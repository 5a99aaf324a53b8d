// ABOUTME: MMS transfer over the operator's WAP 2.0 HTTP proxy: fetch, acknowledge and send messages
// ABOUTME: Speaks plain HTTP/1.0 over a TCP stream to the proxy named in the connection settings

use crate::datatypes::ErrorKind;
use crate::error::{ModemError, ModemResult};
use crate::pdu::{
    MmsNotification, MmsPart, decode_mms_headers, decode_multipart, encode_notifyresp_ind,
    encode_send_req,
};
use crate::signals::MmsHeaders;
use std::collections::HashMap;
use tokio::io::{AsyncReadExt, AsyncWriteExt};
use tokio::net::TcpStream;
use tracing::debug;

const MMS_CONTENT_TYPE: &str = "application/vnd.wap.mms-message";

/// Address type the MMSC expects on phone-number recipients.
const PLMN_SUFFIX: &str = "/TYPE=PLMN";

/// Connection settings a client passes along with MMS requests.
#[derive(Clone, Debug, PartialEq, Eq)]
pub struct MmsSettings {
    /// `host:port` of the WAP 2.0 proxy
    pub wap2: String,
    /// URL of the MMS centre
    pub mmsc: Option<String>,
}

impl MmsSettings {
    pub fn from_extra(extra: &HashMap<String, String>) -> ModemResult<MmsSettings> {
        let wap2 = extra
            .get("wap2")
            .filter(|v| v.contains(':'))
            .cloned()
            .ok_or_else(|| ModemError::InvalidData("missing wap2 proxy host:port".to_string()))?;
        Ok(MmsSettings {
            wap2,
            mmsc: extra.get("mmsc").cloned(),
        })
    }
}

/// A downloaded MMS: decoded headers plus its data parts.
#[derive(Clone, Debug, PartialEq, Eq)]
pub struct MmsMessage {
    pub headers: MmsHeaders,
    pub parts: Vec<MmsPart>,
}

impl MmsMessage {
    pub fn decode(data: &[u8]) -> ModemResult<MmsMessage> {
        let (mut headers, offset) = decode_mms_headers(data)?;
        // Dates are not forwarded to clients
        headers.remove("Date");
        let body = data.get(offset..).unwrap_or_default();
        let content_type = headers.get("Content-Type").map(String::as_str).unwrap_or("");
        let parts = if content_type.starts_with("application/vnd.wap.multipart") {
            decode_multipart(body)?
        } else if body.is_empty() {
            Vec::new()
        } else {
            vec![MmsPart::new(content_type, body.to_vec())]
        };
        Ok(MmsMessage { headers, parts })
    }
}

/// Fetch the MMS announced by `notification`.
pub async fn download(notification: &MmsNotification, settings: &MmsSettings) -> ModemResult<MmsMessage> {
    let url = notification.content_location().ok_or_else(|| {
        ModemError::new(ErrorKind::ExpiredNotification, "notification without Content-Location")
    })?;
    debug!(url, proxy = %settings.wap2, "downloading MMS");
    let request = format!("GET {} HTTP/1.0\r\n\r\n", url);
    let body = exchange(&settings.wap2, request.as_bytes()).await?;
    MmsMessage::decode(&body)
}

/// Tell the MMS centre that `transaction_id` was retrieved.
pub async fn acknowledge(transaction_id: &str, settings: &MmsSettings) -> ModemResult<()> {
    let mmsc = mmsc(settings)?;
    let payload = encode_notifyresp_ind(transaction_id);
    debug!(mmsc, transaction_id, "acknowledging MMS");
    exchange(&settings.wap2, &post_request(mmsc, &payload)).await?;
    Ok(())
}

/// Submit an m-send-req and return the Message-ID the MMS centre assigned.
///
/// Phone-number recipients get the `/TYPE=PLMN` suffix and a missing
/// `Transaction-Id` is generated.
pub async fn send(
    mut headers: MmsHeaders,
    parts: &[MmsPart],
    settings: &MmsSettings,
) -> ModemResult<String> {
    let mmsc = mmsc(settings)?;
    let to = headers
        .get("To")
        .ok_or_else(|| ModemError::InvalidData("MMS without a recipient in To".to_string()))?;
    let to = plmn_recipients(to);
    headers.insert("To".to_string(), to);
    headers
        .entry("Transaction-Id".to_string())
        .or_insert_with(|| format!("{:x}", chrono::Utc::now().timestamp_millis()));

    let payload = encode_send_req(&headers, parts)?;
    debug!(mmsc, parts = parts.len(), size = payload.len(), "sending MMS");
    let reply = exchange(&settings.wap2, &post_request(mmsc, &payload)).await?;
    let (conf, _) = decode_mms_headers(&reply)?;
    // Response-Status 0x80 (Ok) decodes as "0"
    if let Some(status) = conf.get("Response-Status").filter(|status| *status != "0") {
        return Err(ModemError::new(
            ErrorKind::GenericError,
            format!("MMS centre refused the message with status {}", status),
        ));
    }
    conf.get("Message-ID")
        .cloned()
        .ok_or_else(|| ModemError::InvalidData("m-send-conf without Message-ID".to_string()))
}

fn plmn_recipients(to: &str) -> String {
    to.split(',')
        .map(str::trim)
        .filter(|r| !r.is_empty())
        .map(|r| {
            if r.contains('@') || r.ends_with(PLMN_SUFFIX) {
                r.to_string()
            } else {
                format!("{}{}", r, PLMN_SUFFIX)
            }
        })
        .collect::<Vec<_>>()
        .join(",")
}

fn mmsc(settings: &MmsSettings) -> ModemResult<&str> {
    settings
        .mmsc
        .as_deref()
        .ok_or_else(|| ModemError::InvalidData("missing mmsc".to_string()))
}

fn post_request(url: &str, payload: &[u8]) -> Vec<u8> {
    let mut request = format!(
        "POST {} HTTP/1.0\r\nContent-type: {}\r\nContent-Length: {}\r\n\r\n",
        url,
        MMS_CONTENT_TYPE,
        payload.len()
    )
    .into_bytes();
    request.extend_from_slice(payload);
    request
}

/// Send `request` to `proxy` and return the response body.
async fn exchange(proxy: &str, request: &[u8]) -> ModemResult<Vec<u8>> {
    let mut stream = TcpStream::connect(proxy).await?;
    stream.write_all(request).await?;
    let mut response = Vec::new();
    stream.read_to_end(&mut response).await?;
    response_body(&response)
}

fn response_body(response: &[u8]) -> ModemResult<Vec<u8>> {
    let split = response
        .windows(4)
        .position(|w| w == b"\r\n\r\n")
        .ok_or_else(|| ModemError::InvalidData("HTTP response without body".to_string()))?;

    let status_line = String::from_utf8_lossy(&response[..split]);
    let status = status_line
        .split_whitespace()
        .nth(1)
        .and_then(|code| code.parse::<u16>().ok())
        .unwrap_or(0);
    if !(200..300).contains(&status) {
        return Err(ModemError::InvalidData(format!(
            "MMS proxy answered {}",
            status_line.lines().next().unwrap_or("")
        )));
    }
    Ok(response[split + 4..].to_vec())
}

#[cfg(test)]
mod tests {
    use super::*;
    use crate::pdu::{extract_push_notification, notification_push};
    use tokio::net::TcpListener;

    #[test]
    fn test_settings_need_proxy() {
        let mut extra = HashMap::new();
        assert!(MmsSettings::from_extra(&extra).is_err());
        extra.insert("wap2".to_string(), "10.0.0.1:8080".to_string());
        extra.insert("mmsc".to_string(), "http://mmsc/".to_string());
        let settings = MmsSettings::from_extra(&extra).unwrap();
        assert_eq!(settings.mmsc.as_deref(), Some("http://mmsc/"));
    }

    #[test]
    fn test_response_body() {
        let body = response_body(b"HTTP/1.0 200 OK\r\nContent-Length: 2\r\n\r\nhi").unwrap();
        assert_eq!(body, b"hi");
        assert!(response_body(b"HTTP/1.0 404 Not Found\r\n\r\n").is_err());
        assert!(response_body(b"garbage").is_err());
    }

    #[test]
    fn test_recipients_get_plmn_type() {
        assert_eq!(plmn_recipients("+34600"), "+34600/TYPE=PLMN");
        assert_eq!(
            plmn_recipients("+34600/TYPE=PLMN, a@b.example"),
            "+34600/TYPE=PLMN,a@b.example"
        );
    }

    #[test]
    fn test_single_part_message() {
        let mut data = vec![0x8C, 0x84, 0x98, b'X', 0x00, 0x84, 0x83];
        data.extend(b"hello");
        let mms = MmsMessage::decode(&data).unwrap();
        assert_eq!(mms.parts, vec![MmsPart::new("text/plain", b"hello".to_vec())]);
    }

    #[tokio::test]
    async fn test_send_posts_send_req() {
        let listener = TcpListener::bind("127.0.0.1:0").await.unwrap();
        let proxy = listener.local_addr().unwrap().to_string();

        let server = tokio::spawn(async move {
            let (mut socket, _) = listener.accept().await.unwrap();
            let mut request = Vec::new();
            let mut buf = vec![0u8; 4096];
            // read until the announced body has arrived
            loop {
                let n = socket.read(&mut buf).await.unwrap();
                request.extend_from_slice(&buf[..n]);
                if n == 0 || request.ends_with(b"hola") {
                    break;
                }
            }
            // m-send-conf, Response-Status Ok, Message-ID "M1"
            let mut response = b"HTTP/1.0 200 OK\r\n\r\n".to_vec();
            response.extend([0x8C, 0x81, 0x98, b'T', b'7', 0x00, 0x8D, 0x90, 0x92, 0x80]);
            response.extend([0x8B, b'M', b'1', 0x00]);
            socket.write_all(&response).await.unwrap();
            request
        });

        let headers = MmsHeaders::from([
            ("To".to_string(), "+34600111222".to_string()),
            ("Transaction-Id".to_string(), "T7".to_string()),
        ]);
        let parts = [MmsPart::new("text/plain", b"hola".to_vec())];
        let settings = MmsSettings {
            wap2: proxy,
            mmsc: Some("http://mmsc.example/".to_string()),
        };
        let message_id = send(headers, &parts, &settings).await.unwrap();
        assert_eq!(message_id, "M1");

        let request = server.await.unwrap();
        let split = request.windows(4).position(|w| w == b"\r\n\r\n").unwrap();
        let head = String::from_utf8_lossy(&request[..split]);
        assert!(head.starts_with("POST http://mmsc.example/ HTTP/1.0"));
        let (sent, _) = decode_mms_headers(&request[split + 4..]).unwrap();
        assert_eq!(sent["Message-Type"], "m-send-req");
        assert_eq!(sent["To"], "+34600111222/TYPE=PLMN");
        assert_eq!(sent["Transaction-Id"], "T7");
    }

    #[tokio::test]
    async fn test_send_needs_recipient_and_mmsc() {
        let settings = MmsSettings {
            wap2: "127.0.0.1:9".to_string(),
            mmsc: None,
        };
        let headers = MmsHeaders::from([("To".to_string(), "+34600".to_string())]);
        assert!(send(headers, &[], &settings).await.is_err());

        let settings = MmsSettings {
            mmsc: Some("http://mmsc/".to_string()),
            ..settings
        };
        assert!(send(MmsHeaders::new(), &[], &settings).await.is_err());
    }

    #[test]
    fn test_post_request_layout() {
        let request = post_request("http://mmsc/", &[0x8C, 0x83]);
        let text = String::from_utf8_lossy(&request);
        assert!(text.starts_with("POST http://mmsc/ HTTP/1.0\r\n"));
        assert!(text.contains("Content-Length: 2\r\n\r\n"));
        assert!(request.ends_with(&[0x8C, 0x83]));
    }

    #[tokio::test]
    async fn test_download_through_proxy() {
        let listener = TcpListener::bind("127.0.0.1:0").await.unwrap();
        let proxy = listener.local_addr().unwrap().to_string();

        let server = tokio::spawn(async move {
            let (mut socket, _) = listener.accept().await.unwrap();
            let mut buf = vec![0u8; 1024];
            let n = socket.read(&mut buf).await.unwrap();
            let request = String::from_utf8_lossy(&buf[..n]).to_string();
            let mut response = b"HTTP/1.0 200 OK\r\n\r\n".to_vec();
            response.extend([0x8C, 0x84, 0x98, b'T', b'1', 0x00, 0x84, 0xA3]);
            // one text/plain entry: "PARTS"
            response.extend([0x01, 0x01, 0x05, 0x83]);
            response.extend(b"PARTS");
            socket.write_all(&response).await.unwrap();
            request
        });

        let push = notification_push("T1", "+3460/TYPE=PLMN", "http://mmsc.example/m1");
        let notification = extract_push_notification(&push).unwrap();
        let settings = MmsSettings {
            wap2: proxy,
            mmsc: None,
        };
        let mms = download(&notification, &settings).await.unwrap();
        assert_eq!(mms.headers["Message-Type"], "m-retrieve-conf");
        assert_eq!(mms.parts, vec![MmsPart::new("text/plain", b"PARTS".to_vec())]);

        let request = server.await.unwrap();
        assert_eq!(request, "GET http://mmsc.example/m1 HTTP/1.0\r\n\r\n");
    }
}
--------------------
Reproduce every line above that contains the string "filter".

◆ ANSWER SECTION ◆
            .filter(|v| v.contains(':'))
    if let Some(status) = conf.get("Response-Status").filter(|status| *status != "0") {
        .filter(|r| !r.is_empty())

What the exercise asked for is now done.